2017 Great Britain, Canada
90 min • Japanese. English subtitles
K16
Theme: (freak)
15.11.2017 | Time: 17.15 | Venue: Tapio 3 | BUY TICKET

Girlfriends and religious zealots, step aside – let the worshipping of teen girls begin!

Tokyo Idols aims to shed light on the Japanese idol culture. Despite some shared similarities, it is a strange cultural phenomenon in the eyes of a Western audience. In Japan, around ten thousand teen girls that call themselves idols, and they sing, perform and flirt in front of their audience. The Japanese fanbase differs from Finnish fans: instead of preteens, the adoring crowds mainly consist of adult men who are ready to spend fortunes on their idols. Dating is considered so time-consuming that these men would rather choose an idol and simply pay to get near them. Instead of having relationships, these old men worship their idols and often in ways that seem very twisted indeed. 

Kyoko Miyake’s laudable documentary takes a critical look at Tokyo’s fan culture but does not directly condemn it. Idols, such as Rio, perform daily for webcams, tour singing competitions in small clubs or simply film themselves riding a bicycle around Japan. Fans follow, both online and on bike lanes.
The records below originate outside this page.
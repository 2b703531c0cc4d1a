//! # Catalog Service
//!
//! Read-only catalog operations: browse brands/models/problems, list repair
//! options grouped by problem, and preview prices for a selection. Nothing
//! here writes to the database.

use std::collections::HashMap;

use tracing::debug;

use crate::dto::{
    BrandDto, ItemSelection, LinePreviewDto, PhoneModelDto, PricePreviewDto, ProblemDto,
    ProblemGroupDto, SiteDiscountTerms,
};
use crate::error::{ApiError, ErrorCode};
use repairhub_core::{
    compute_order_totals, pricing, validation, CoreError, DiscountRate, LineQuote, Money, Problem,
};
use repairhub_db::Database;

/// Message returned when a grouped-options query matches nothing.
///
/// An empty result set here is a NotFound-class response, not an empty
/// success: the client shows "we don't service this device" rather than an
/// empty price table.
const NO_PRICES_MESSAGE: &str = "No repair prices found for the given phone model or brand";

/// Read-side facade over the catalog.
#[derive(Debug, Clone)]
pub struct CatalogService {
    db: Database,
}

impl CatalogService {
    /// Creates a new CatalogService over a database handle.
    pub fn new(db: Database) -> Self {
        CatalogService { db }
    }

    // =========================================================================
    // Listings
    // =========================================================================

    /// Lists active brands, ordered by name.
    pub async fn list_brands(&self) -> Result<Vec<BrandDto>, ApiError> {
        let brands = self.db.catalog().list_active_brands().await?;
        Ok(brands.into_iter().map(BrandDto::from).collect())
    }

    /// Lists active phone models, newest first, optionally for one brand.
    pub async fn list_models(&self, brand_id: Option<&str>) -> Result<Vec<PhoneModelDto>, ApiError> {
        let models = self.db.catalog().list_active_models(brand_id).await?;
        Ok(models.into_iter().map(PhoneModelDto::from).collect())
    }

    /// Lists active repair problems, ordered by name.
    pub async fn list_problems(&self) -> Result<Vec<ProblemDto>, ApiError> {
        let problems = self.db.catalog().list_active_problems().await?;
        Ok(problems.into_iter().map(ProblemDto::from).collect())
    }

    // =========================================================================
    // Grouped Repair Options
    // =========================================================================

    /// Lists a model's repair options grouped by problem, original and
    /// duplicate tiers paired.
    ///
    /// ## Errors
    /// `NotFound` when the model has no active prices at all.
    pub async fn repair_options_for_model(
        &self,
        model_id: &str,
    ) -> Result<Vec<ProblemGroupDto>, ApiError> {
        let prices = self.db.catalog().list_active_prices_for_model(model_id).await?;
        self.grouped(prices).await
    }

    /// Lists repair options across every active model of a brand, grouped
    /// by problem.
    ///
    /// ## Errors
    /// `NotFound` when the brand has no active prices at all.
    pub async fn repair_options_for_brand(
        &self,
        brand_id: &str,
    ) -> Result<Vec<ProblemGroupDto>, ApiError> {
        let prices = self.db.catalog().list_active_prices_for_brand(brand_id).await?;
        self.grouped(prices).await
    }

    async fn grouped(
        &self,
        prices: Vec<repairhub_core::RepairPrice>,
    ) -> Result<Vec<ProblemGroupDto>, ApiError> {
        if prices.is_empty() {
            return Err(ApiError::new(ErrorCode::NotFound, NO_PRICES_MESSAGE));
        }

        let problems = self.problems_by_id().await?;
        let groups = pricing::group_by_problem(prices);

        debug!(groups = groups.len(), "Grouped repair options");

        Ok(groups
            .into_iter()
            .map(|g| ProblemGroupDto::from_group(g, &problems))
            .collect())
    }

    // =========================================================================
    // Price Preview
    // =========================================================================

    /// Prices a selection without persisting anything.
    ///
    /// Runs the exact computation order creation runs - same engine, same
    /// rounding, same clamping - so the preview a customer sees is the total
    /// their order will freeze. The only difference: stock-outs are reported
    /// per line instead of failing the call.
    ///
    /// ## Errors
    /// - `NotFound` - model absent or inactive
    /// - `ValidationError` - empty selection, or a selection with no active
    ///   price (message names the problem id and part type)
    pub async fn preview_price(
        &self,
        model_id: &str,
        selections: &[ItemSelection],
        discount_override: Option<SiteDiscountTerms>,
    ) -> Result<PricePreviewDto, ApiError> {
        if selections.is_empty() {
            return Err(CoreError::EmptySelection.into());
        }
        validation::validate_selection_size(selections.len()).map_err(CoreError::from)?;

        let model = self
            .db
            .catalog()
            .get_active_model(model_id)
            .await?
            .ok_or_else(|| CoreError::ModelNotFound(model_id.to_string()))?;

        let terms = resolve_site_terms(&self.db, discount_override).await?;

        let mut quotes = Vec::with_capacity(selections.len());
        for selection in selections {
            let price = self
                .db
                .catalog()
                .find_active_price(model_id, &selection.problem_id, selection.part_type)
                .await?
                .ok_or_else(|| CoreError::PriceNotFound {
                    problem_id: selection.problem_id.clone(),
                    part_type: selection.part_type,
                })?;

            quotes.push(LineQuote::from_price(&price));
        }

        let totals = compute_order_totals(
            &quotes,
            DiscountRate::from_bps(terms.rate_bps),
            Money::from_cents(terms.amount_cents),
        );

        let problems = self.problems_by_id().await?;
        let items = quotes
            .iter()
            .map(|quote| {
                let name = problems
                    .get(&quote.problem_id)
                    .map(|p| p.name.clone())
                    .unwrap_or_default();
                LinePreviewDto::from_quote(quote, name)
            })
            .collect();

        debug!(
            model_id = %model_id,
            lines = quotes.len(),
            total_cents = totals.total_cents,
            "Price preview computed"
        );

        Ok(PricePreviewDto {
            model_id: model.id,
            model_name: model.name,
            items,
            totals,
        })
    }

    /// Active problems keyed by id, for DTO assembly.
    async fn problems_by_id(&self) -> Result<HashMap<String, Problem>, ApiError> {
        let problems = self.db.catalog().list_active_problems().await?;
        Ok(problems.into_iter().map(|p| (p.id.clone(), p)).collect())
    }
}

// =============================================================================
// Site Discount Resolution
// =============================================================================

/// Resolves the site-wide discount terms for one computation.
///
/// Precedence: caller override > currently active SiteDiscount row > zero.
/// Fetched once here and passed INTO the engine - the engine itself never
/// performs global lookups.
pub(crate) async fn resolve_site_terms(
    db: &Database,
    discount_override: Option<SiteDiscountTerms>,
) -> Result<SiteDiscountTerms, ApiError> {
    if let Some(terms) = discount_override {
        validation::validate_discount_bps(terms.rate_bps).map_err(CoreError::from)?;
        validation::validate_price_cents(terms.amount_cents).map_err(CoreError::from)?;
        return Ok(terms);
    }

    let active = db.catalog().active_site_discount().await?;

    Ok(active
        .map(|d| SiteDiscountTerms {
            rate_bps: d.rate_bps,
            amount_cents: d.amount_cents,
        })
        .unwrap_or(SiteDiscountTerms {
            rate_bps: 0,
            amount_cents: 0,
        }))
}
In addition to growing her fanbase, one of Rio’s biggest challenges seems to be growing older, or more precisely, how to avoid it – in the idol business, a twenty-year-old is already an old hag. 

The interviews, with both the ever-younger idols and their fans, who clearly suffer from Peter Pan syndrome, will mess up your brain and make you reassess your own moral judgment. What is acceptable and healthy, where are the boundaries? How do you react to a grown man who can barely keep it together when meeting a posing little girl? What the viewer takes away from the documentary lies ultimately only with the viewer. You will leave the cinema thoroughly confused and Rio’s song Banzai! Banzai! stuck in your head.